Oula, le français c´est qu´une épreuve du bac mon ami...ne panique pas. 14/20 pas mal donc.
Kwoaajr, ben je vais essayer pourquoi pas...mais la je vais plutôt mettre une suite.
- Voyage
L’Invincible avançait à bon rythme. Bientôt il aurait rallié Alexandrie.
Bibi était aux commandes.
Djidane tournait en rond devant l’immense vitre de la salle de pilotage.
Zôê, elle, était dans l’infirmerie, assise en tailleur. En fait, seul son corps se trouvait dans l’infirmerie. La mage venait de se projeter dans l’astral.
Elle se trouvait en fait derrière Bibi. Dans l’astral, ce dernier était toujours entouré d’un puissant halo blanc. Plus que jamais, il ne semblait qu’être énergie.
Zôê s’approcha de l’esprit du mage et entra en contact avec lui.
« Je vais prévenir les enfants de notre arrivée » dit-elle.
« D’accord. » fit Bibi naturellement.
Et Zôê disparut de l’Invincible.
« Qu’est-ce qu’il y a ? » demanda Djidane.
« Pardon ? » lui répondit Bibi.
« T’as dit d’accord ; remarqua Djidane. D’accord pour quoi ? »
« Ah ! Zôê vient de me dire qu’elle allait prévenir les enfants de notre arrivée. » répondit naturellement le mage.
« Quoi ? Djidane semblait abasourdit. Comment elle t’as dit ça, elle est même pas là ? Et puis comment elle va prévenir les enfants ? »
Bibi réalisa quelque chose. Il se rendit compte que Zôê s’était adressée à lui par l’astral et qu’il avait répondu naturellement. Elle pouvait donc se déplacer dans l’astral et communiquer avec les esprits. Il remarqua aussi que Djidane n’avait pas tout compris à son histoire.
« On dirait que tu n’as pas assimilé ce que je t’ai dit hier ; souligna Bibi. Zôê possède un pouvoir télépathique. Je suppose qu’elle s’en est servit pour me parler et qu’elle va en faire de même pour les enfants. »
« Je vois... » fit Djidane qui n’avait en réalité pas comprit grand chose.
D’un coup, les yeux de ce dernier brillèrent. La curiosité apparut dans son regard.
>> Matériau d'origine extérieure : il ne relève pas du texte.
//! SDK bundle installation.
//!
//! An SDK bundle is a tar (optionally gzip-compressed) archive whose root
//! contains `sdk-core/manifest.json` plus platform toolchain and emulator
//! assets. Installation is two passes over the archive: the first locates
//! the manifest (to learn the target version) and screens every member path,
//! the second unpacks. Nothing outside the target version directory is ever
//! written, and any failure after the directory is created rolls the whole
//! directory back before the error propagates.

use crate::sdk::requirements::Requirements;
use crate::sdk::SdkManifest;
use crate::{Result, ToolError};
use flate2::read::GzDecoder;
use std::ffi::OsString;
use std::fs::{self, File};
use std::io::{Read, Seek, SeekFrom};
use std::path::{Component, Path, PathBuf};
use std::process::Command;
use tracing::{debug, info};

const MANIFEST_ENTRY: &str = "sdk-core/manifest.json";

pub struct SdkInstaller {
    sdk_root: PathBuf,
    python: OsString,
    run_bootstrap: bool,
}

impl SdkInstaller {
    pub fn new(sdk_root: impl Into<PathBuf>) -> Self {
        Self {
            sdk_root: sdk_root.into(),
            python: OsString::from("python3"),
            run_bootstrap: true,
        }
    }

    /// Override the interpreter used to bootstrap the SDK's isolated
    /// runtime.
    pub fn with_python(mut self, python: impl Into<OsString>) -> Self {
        self.python = python.into();
        self
    }

    /// Skip the runtime bootstrap entirely, for bundles that carry no
    /// Python tooling.
    pub fn skip_bootstrap(mut self) -> Self {
        self.run_bootstrap = false;
        self
    }

    /// Install the bundle at `archive` under the SDK root and return its
    /// manifest. The caller decides whether to activate it.
    pub fn install_archive(&self, archive: &Path) -> Result<SdkManifest> {
        info!("Extracting {}", archive.display());
        let manifest = self.scan_archive(archive)?;

        let version_dir = self.checked_version_dir(&manifest.version)?;
        if version_dir.exists() {
            return Err(ToolError::SdkInstall(format!(
                "SDK {} is already installed.",
                manifest.version
            )));
        }

        Requirements::parse(&manifest.requirements)?.ensure_satisfied()?;

        fs::create_dir_all(&version_dir)
            .map_err(|e| ToolError::io_with_path(e, &version_dir))?;

        let result = self.populate(archive, &version_dir);
        if let Err(err) = result {
            info!("Cleaning up failed install of {}", manifest.version);
            if let Err(cleanup) = fs::remove_dir_all(&version_dir) {
                debug!(
                    "Cleanup of {} failed: {}",
                    version_dir.display(),
                    cleanup
                );
            }
            return Err(err);
        }

        Ok(manifest)
    }

    /// Pass 1: screen every member path and pull out the manifest.
    fn scan_archive(&self, archive: &Path) -> Result<SdkManifest> {
        let mut tar = open_archive(archive)?;
        let mut manifest: Option<SdkManifest> = None;

        for entry in tar.entries().map_err(archive_error)? {
            let mut entry = entry.map_err(archive_error)?;
            let raw = String::from_utf8_lossy(&entry.header().path_bytes()).into_owned();
            if raw.starts_with('/') || raw.split('/').any(|part| part == "..") {
                return Err(ToolError::SdkInstall(format!(
                    "SDK contained a questionable file: {}",
                    raw
                )));
            }
            if raw.trim_end_matches('/') == MANIFEST_ENTRY {
                let mut contents = String::new();
                entry
                    .read_to_string(&mut contents)
                    .map_err(archive_error)?;
                manifest = Some(serde_json::from_str(&contents).map_err(|e| {
                    ToolError::SdkInstall(format!("SDK manifest is unreadable: {}", e))
                })?);
            }
        }

        manifest.ok_or_else(|| {
            ToolError::SdkInstall(format!(
                "Archive does not look like an SDK bundle (no {}).",
                MANIFEST_ENTRY
            ))
        })
    }

    /// Resolve the install directory, refusing version strings that would
    /// step outside the SDK root.
    fn checked_version_dir(&self, version: &str) -> Result<PathBuf> {
        let suspicious = Path::new(version)
            .components()
            .any(|c| !matches!(c, Component::Normal(_)));
        if version.is_empty() || suspicious {
            return Err(ToolError::SdkInstall(format!(
                "Suspicious version number: {}",
                version
            )));
        }
        Ok(self.sdk_root.join(version))
    }

    /// Pass 2 plus runtime bootstrap, inside the rollback scope.
    fn populate(&self, archive: &Path, version_dir: &Path) -> Result<()> {
        let mut tar = open_archive(archive)?;
        tar.unpack(version_dir).map_err(archive_error)?;

        if self.run_bootstrap {
            self.bootstrap_runtime(version_dir)?;
        }
        Ok(())
    }

    /// Create the SDK's isolated interpreter environment and install the
    /// dependencies the bundle declares.
    fn bootstrap_runtime(&self, version_dir: &Path) -> Result<()> {
        let env_dir = version_dir.join(".env");

        info!("Preparing virtualenv... (this may take a while)");
        run_checked(
            Command::new(&self.python)
                .args(["-m", "venv"])
                .arg(&env_dir),
            "virtualenv creation",
        )?;

        let requirements = version_dir.join("sdk-core").join("requirements.txt");
        if requirements.exists() {
            info!("Installing dependencies...");
            run_checked(
                Command::new(env_dir.join("bin").join("python"))
                    .args(["-m", "pip", "install", "-r"])
                    .arg(&requirements),
                "dependency installation",
            )?;
        } else {
            debug!("Bundle declares no Python dependencies.");
        }

        let package_json = version_dir.join("sdk-core").join("package.json");
        if package_json.exists() {
            info!("Installing JS dependencies... (this may take a while)");
            fs::copy(&package_json, version_dir.join("package.json"))
                .map_err(|e| ToolError::io_with_path(e, &package_json))?;
            fs::create_dir_all(version_dir.join("node_modules"))
                .map_err(|e| ToolError::io_with_path(e, version_dir))?;
            run_checked(
                Command::new("npm")
                    .args(["install", "--silent"])
                    .current_dir(version_dir),
                "JS dependency installation",
            )?;
        }

        Ok(())
    }
}

/// Open a tar archive, sniffing gzip by magic bytes.
fn open_archive(path: &Path) -> Result<tar::Archive<Box<dyn Read>>> {
    let mut file = File::open(path).map_err(|e| ToolError::io_with_path(e, path))?;
    let mut magic = [0u8; 2];
    let n = file.read(&mut magic).map_err(|e| ToolError::io_with_path(e, path))?;
    file.seek(SeekFrom::Start(0))
        .map_err(|e| ToolError::io_with_path(e, path))?;

    let reader: Box<dyn Read> = if n == 2 && magic == [0x1f, 0x8b] {
        Box::new(GzDecoder::new(file))
    } else {
        Box::new(file)
    };
    Ok(tar::Archive::new(reader))
}

fn archive_error(err: std::io::Error) -> ToolError {
    ToolError::SdkInstall(format!("Could not read the SDK archive: {}", err))
}

fn run_checked(command: &mut Command, what: &str) -> Result<()> {
    let output = command
        .output()
        .map_err(|e| ToolError::SdkInstall(format!("{} failed to start: {}", what, e)))?;
    if !output.status.success() {
        let stderr = String::from_utf8_lossy(&output.stderr);
        return Err(ToolError::SdkInstall(format!(
            "{} failed:\n{}",
            what,
            stderr.trim()
        )));
    }
    Ok(())
}

#[cfg(test)]
mod tests {
    use super::*;
    use flate2::write::GzEncoder;
    use flate2::Compression;
    use std::io::Write;
    use tempfile::TempDir;

    fn manifest_json(version: &str) -> String {
        format!(
            r#"{{"version": "{}", "type": "sdk-core", "channel": "", "requirements": []}}"#,
            version
        )
    }

    fn add_file(builder: &mut tar::Builder<impl Write>, path: &str, contents: &[u8]) {
        let mut header = tar::Header::new_gnu();
        header.set_size(contents.len() as u64);
        header.set_mode(0o644);
        header.set_cksum();
        builder.append_data(&mut header, path, contents).unwrap();
    }

    /// Append an entry without tar-rs's own path screening, so tests can
    /// craft hostile member names.
    fn add_raw_path(builder: &mut tar::Builder<impl Write>, path: &str, contents: &[u8]) {
        let mut header = tar::Header::new_gnu();
        header.as_old_mut().name[..path.len()].copy_from_slice(path.as_bytes());
        header.set_size(contents.len() as u64);
        header.set_mode(0o644);
        header.set_cksum();
        builder.append(&header, contents).unwrap();
    }

    /// Build a minimal SDK bundle tarball on disk.
    fn make_bundle(dir: &Path, version: &str, extra: &[(&str, &[u8])]) -> PathBuf {
        let path = dir.join(format!("sdk-{}.tar", version.replace('/', "_")));
        let file = File::create(&path).unwrap();
        let mut builder = tar::Builder::new(file);
        add_file(
            &mut builder,
            "sdk-core/manifest.json",
            manifest_json(version).as_bytes(),
        );
        for (name, contents) in extra {
            add_file(&mut builder, name, contents);
        }
        builder.finish().unwrap();
        path
    }

    #[test]
    fn test_install_extracts_bundle() {
        let temp = TempDir::new().unwrap();
        let sdk_root = temp.path().join("SDKs");
        fs::create_dir_all(&sdk_root).unwrap();
        let bundle = make_bundle(temp.path(), "4.5", &[("sdk-core/pebble/waf", b"#!")]);

        let installer = SdkInstaller::new(&sdk_root).skip_bootstrap();
        let manifest = installer.install_archive(&bundle).unwrap();

        assert_eq!(manifest.version, "4.5");
        assert!(sdk_root.join("4.5/sdk-core/manifest.json").exists());
        assert!(sdk_root.join("4.5/sdk-core/pebble/waf").exists());
    }

    #[test]
    fn test_install_gzipped_bundle() {
        let temp = TempDir::new().unwrap();
        let sdk_root = temp.path().join("SDKs");
        fs::create_dir_all(&sdk_root).unwrap();

        let path = temp.path().join("sdk.tar.gz");
        let file = File::create(&path).unwrap();
        let gz = GzEncoder::new(file, Compression::default());
        let mut builder = tar::Builder::new(gz);
        add_file(
            &mut builder,
            "sdk-core/manifest.json",
            manifest_json("4.6").as_bytes(),
        );
        builder.into_inner().unwrap().finish().unwrap();

        let installer = SdkInstaller::new(&sdk_root).skip_bootstrap();
        let manifest = installer.install_archive(&path).unwrap();
        assert_eq!(manifest.version, "4.6");
    }

    #[test]
    fn test_already_installed_is_untouched() {
        let temp = TempDir::new().unwrap();
        let sdk_root = temp.path().join("SDKs");
        let existing = sdk_root.join("4.5");
        fs::create_dir_all(&existing).unwrap();
        fs::write(existing.join("sentinel"), b"before").unwrap();

        let bundle = make_bundle(temp.path(), "4.5", &[]);
        let installer = SdkInstaller::new(&sdk_root).skip_bootstrap();
        let err = installer.install_archive(&bundle).unwrap_err();

        assert!(err.to_string().contains("already installed"));
        assert_eq!(fs::read(existing.join("sentinel")).unwrap(), b"before");
    }

    #[test]
    fn test_path_traversal_rejected_before_any_write() {
        let temp = TempDir::new().unwrap();
        let sdk_root = temp.path().join("SDKs");
        fs::create_dir_all(&sdk_root).unwrap();

        for hostile in ["../evil", "/etc/evil"] {
            let path = temp.path().join("hostile.tar");
            let file = File::create(&path).unwrap();
            let mut builder = tar::Builder::new(file);
            add_file(
                &mut builder,
                "sdk-core/manifest.json",
                manifest_json("4.5").as_bytes(),
            );
            add_raw_path(&mut builder, hostile, b"boom");
            builder.finish().unwrap();

            let installer = SdkInstaller::new(&sdk_root).skip_bootstrap();
            let err = installer.install_archive(&path).unwrap_err();

            assert!(err.to_string().contains("questionable file"));
            assert!(!sdk_root.join("4.5").exists());
            assert!(!temp.path().join("evil").exists());
        }
    }

    #[test]
    fn test_suspicious_version_rejected() {
        let temp = TempDir::new().unwrap();
        let sdk_root = temp.path().join("SDKs");
        fs::create_dir_all(&sdk_root).unwrap();
        let bundle = make_bundle(temp.path(), "../outside", &[]);

        let installer = SdkInstaller::new(&sdk_root).skip_bootstrap();
        let err = installer.install_archive(&bundle).unwrap_err();
        assert!(err.to_string().contains("Suspicious version"));
        assert!(!temp.path().join("outside").exists());
    }

    #[test]
    fn test_failed_bootstrap_rolls_back() {
        let temp = TempDir::new().unwrap();
        let sdk_root = temp.path().join("SDKs");
        fs::create_dir_all(&sdk_root).unwrap();
        let bundle = make_bundle(temp.path(), "4.5", &[]);

        // An interpreter that always fails makes the bootstrap stage blow
        // up after extraction has succeeded.
        let installer = SdkInstaller::new(&sdk_root).with_python("false");
        let err = installer.install_archive(&bundle).unwrap_err();

        assert!(err.to_string().contains("virtualenv creation"));
        assert!(!sdk_root.join("4.5").exists());
    }

    #[test]
    fn test_missing_manifest_rejected() {
        let temp = TempDir::new().unwrap();
        let sdk_root = temp.path().join("SDKs");
        fs::create_dir_all(&sdk_root).unwrap();

        let path = temp.path().join("junk.tar");
        let file = File::create(&path).unwrap();
        let mut builder = tar::Builder::new(file);
        add_file(&mut builder, "random.txt", b"hello");
        builder.finish().unwrap();

        let installer = SdkInstaller::new(&sdk_root).skip_bootstrap();
        let err = installer.install_archive(&path).unwrap_err();
        assert!(err.to_string().contains("SDK bundle"));
    }

    #[test]
    fn test_unmet_requirement_aborts_before_extraction() {
        let temp = TempDir::new().unwrap();
        let sdk_root = temp.path().join("SDKs");
        fs::create_dir_all(&sdk_root).unwrap();

        let path = temp.path().join("sdk.tar");
        let file = File::create(&path).unwrap();
        let mut builder = tar::Builder::new(file);
        let manifest = r#"{"version": "4.7", "type": "sdk-core", "channel": "",
                           "requirements": ["flux-capacitor>=1.21"]}"#;
        add_file(&mut builder, "sdk-core/manifest.json", manifest.as_bytes());
        builder.finish().unwrap();

        let installer = SdkInstaller::new(&sdk_root).skip_bootstrap();
        let err = installer.install_archive(&path).unwrap_err();
        assert!(err.to_string().contains("unmet requirements"));
        assert!(!sdk_root.join("4.7").exists());
    }
}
« Qu’y a-t-il ? » demanda Bibi qui avait remarqué le changement d’attitude de son ami.
« Eh bien…commença Djidane en prenant son temps. Comment dire ? Hum… »
« Et alors ? Va y, dit moi tout ! » s’exclama Bibi, qui semblait s’impatienter.
Djidane semblait s’amuser de ce petit jeu.
« C’est sérieux entre vous ? » demanda enfin Djidane, sur un ton désinvolte.
Bibi baissa la tête. Si les mages noirs avaient pu rougir, il aurait été écarlate.
« Dans la mesure où les mages noirs éprouvent des sentiments… » commença Bibi gêné.
Djidane lui tapa l’épaule puis se gratta l’arrière de la tête. Il n’avait pas perdu ses habitudes.
« Sacré Bibi ! s’exclama-t-il en riant. Une chose est sure, t’as changé. »
Bibi accepta le compliment, ne sachant pas vraiment comment réagir.
Zôê apparut alors à l’encadrement de la porte.
« J’ai pu parler aux enfants ! s’écria-t-elle ravie. Ils vont bien et sont en chemin pour Alexandrie. Je me suis aussi adressée à ton amie, Eiko. Elle nous donne rendez-vous dans un village du nom de Dali. »
« Dali… » fit Bibi
« Dali… » reprit Djidane.
Zôê comprit que son fiancé et Djidane partageaient des souvenirs communs et forts de ce lieu. Ils avaient du y vivre quelque chose qui les avait lié.